Now under command of the Central China HQ the troops of the Shanghai front surged forward across the Grand Canal both north and south of Lake Tai, inflicting losses and taking prisoners. Railway engineers and resources were shipped to Shanghai in preparation for rebuilding of the dismantled Chengchiang-Nanking rail line.

To guard against incursions from the mountains, all Chekiang cities were garrisoned. One impudent KMT brigade that had ventured too close to the Hangchow-Nanchang rail line was wiped out. The troops in Kwangtung have settled to all-around defenses of Canton, Sunwul, and Swatow. A second river flotilla was sent to the Hsi to block it effectively all the way from the estuary to Tsangwei.

Much to the displeasure of the China command, troops including artillery again had to be withdrawn. Strong protests were launched in Tokyo, but so far to little avail.

Chinese Player Turn

In the north, Muslim and Shansi factional troops, finding no cheap targets, holed up in the Wutai mountains within striking distance of Peiping. Yanku was reinforced and is bracing for the inevitable Japanese attack. The Peiping-Chengchow rail line was sabotaged north of the Wei river.

The CCP Shensi guerrilla base sent out a major force that is preparing to form regular CCP units.

In northern Honan the position blocking the road to Loyang and the city itself were reinforced. However, the Japanese 2 Army executed a flanking attack earlier than expected [reaction phase] and is now threatening the city.

Farther south, a general retreat at best possible speed toward the Yangtze is in progress. All important bridges are being blown up. Factional units act as rearguards. Only the fact that the enemy is fully occupied elsewhere has made it possible to avoid serious losses.

A general retreat has also been ordered for the Shanghai front.
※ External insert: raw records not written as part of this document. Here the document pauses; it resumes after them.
use quick_xml::Writer;
use quick_xml::events::{BytesEnd, BytesStart, BytesText, Event};
use std::io::Cursor;

use crate::core::ImportError;

pub type XmlResult = Result<String, ImportError>;

fn xml_io(e: std::io::Error) -> ImportError {
    ImportError::Xml(format!("XML write error: {e}"))
}

/// Indenting XML writer. Text content is escaped by quick-xml.
pub struct XmlWriter {
    writer: Writer<Cursor<Vec<u8>>>,
}

impl XmlWriter {
    /// Writer with 4-space indentation and no XML declaration.
    pub fn new() -> Self {
        Self {
            writer: Writer::new_with_indent(Cursor::new(Vec::new()), b' ', 4),
        }
    }

    pub fn into_string(self) -> XmlResult {
        let buf = self.writer.into_inner().into_inner();
        String::from_utf8(buf).map_err(|e| ImportError::Xml(format!("XML UTF-8 error: {e}")))
    }

    pub fn start_element(&mut self, name: &str) -> Result<&mut Self, ImportError> {
        self.writer
            .write_event(Event::Start(BytesStart::new(name)))
            .map_err(xml_io)?;
        Ok(self)
    }

    pub fn end_element(&mut self, name: &str) -> Result<&mut Self, ImportError> {
        self.writer
            .write_event(Event::End(BytesEnd::new(name)))
            .map_err(xml_io)?;
        Ok(self)
    }

    pub fn text_element(&mut self, name: &str, text: &str) -> Result<&mut Self, ImportError> {
        self.start_element(name)?;
        self.writer
            .write_event(Event::Text(BytesText::new(text)))
            .map_err(xml_io)?;
        self.end_element(name)
    }
}

impl Default for XmlWriter {
    fn default() -> Self {
        Self::new()
    }
}
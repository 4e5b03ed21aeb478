use std::time::Duration;

use serde::{Deserialize, Serialize};

use super::error::ImportError;

/// Fattura24 v0.3 SaveDocument endpoint.
pub const SAVE_DOCUMENT_URL: &str = "https://www.app.fattura24.com/api/v0.3/SaveDocument";

/// Default per-request timeout.
pub const DEFAULT_TIMEOUT: Duration = Duration::from_secs(30);

/// Shape of the rendered `<Document>`.
#[derive(Debug, Clone, Copy, Default, PartialEq, Eq, Serialize, Deserialize)]
pub enum DocumentLayout {
    /// Totals plus a single `<Rows><Row>` block priced at the pre-tax amount.
    #[default]
    WithRow,
    /// Totals only, no `<Rows>` block.
    Summary,
}

/// Settings for the SaveDocument HTTP client.
#[derive(Debug, Clone, Serialize, Deserialize)]
pub struct ClientConfig {
    /// Endpoint URL the documents are posted to.
    pub endpoint: String,
    /// Static API key sent with every request.
    pub api_key: String,
    /// Timeout for each request, including reading the body.
    pub timeout: Duration,
}

impl Default for ClientConfig {
    fn default() -> Self {
        Self {
            endpoint: SAVE_DOCUMENT_URL.into(),
            api_key: String::new(),
            timeout: DEFAULT_TIMEOUT,
        }
    }
}

impl ClientConfig {
    pub fn new(api_key: impl Into<String>) -> Self {
        Self {
            api_key: api_key.into(),
            ..Self::default()
        }
    }

    pub fn with_endpoint(mut self, endpoint: impl Into<String>) -> Self {
        self.endpoint = endpoint.into();
        self
    }

    pub fn with_timeout(mut self, timeout: Duration) -> Self {
        self.timeout = timeout;
        self
    }

    /// Check the settings before a client is built from them.
    pub fn validate(&self) -> Result<(), ImportError> {
        if self.api_key.trim().is_empty() {
            return Err(ImportError::Config("API key must not be empty".into()));
        }
        if !(self.endpoint.starts_with("https://") || self.endpoint.starts_with("http://")) {
            return Err(ImportError::Config(format!(
                "endpoint must be an http(s) URL, got '{}'",
                self.endpoint
            )));
        }
        if self.timeout.is_zero() {
            return Err(ImportError::Config("timeout must be greater than 0".into()));
        }
        Ok(())
    }
}

/// Settings for the import pipeline.
#[derive(Debug, Clone, Default, Serialize, Deserialize)]
pub struct ImportConfig {
    /// Layout of every rendered document.
    pub layout: DocumentLayout,
}

impl ImportConfig {
    pub fn new() -> Self {
        Self::default()
    }

    pub fn with_layout(mut self, layout: DocumentLayout) -> Self {
        self.layout = layout;
        self
    }
}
The best divisions have been pulled out of line while sacrificial rearguards block the roads. A stronger detachment has been left in fortified Chengchiang to delay the Japanese advance on Nanking along the Yangtze south bank.

River and rail transport was used to beef up the blocking position forward of Yukiang on the Hangchow-Nanchang rail line. Unless strongly reinforced, the Japanese will now find at very hard to make any further progress here.

All quiet in Kwangtung.


An interesting situation is developing in Kwangtung. Japan has installed a provincial puppet government, but the Chinese-controlled Kwangtung faction is still very much alive and will keep recruiting as long as at least one reference city in the province is still unconquered—in all likelihood indefinitely because the Japanese can hardly afford to capture the entire vast province and hold all its cities against incursions from elsewhere and by guerrilleros, for very little return. We might see provincial Kwangtung puppet units fighting factional Kwangtungese. Farther down the line It could conceivably happen, however, that the faction turns puppet as the Chinese will probably not spend scarce Res pts to keep it in line. If so, there will be units of the provincial puppet government and of the Japanese-controlled puppet factions side by side, possibly even fighting jointly, as now in Shantung. [The rules clearly say or imply hat formation of a provincial puppet government does not affect the provincial faction, and Mark Royer has confirmed that this is indeed intended.]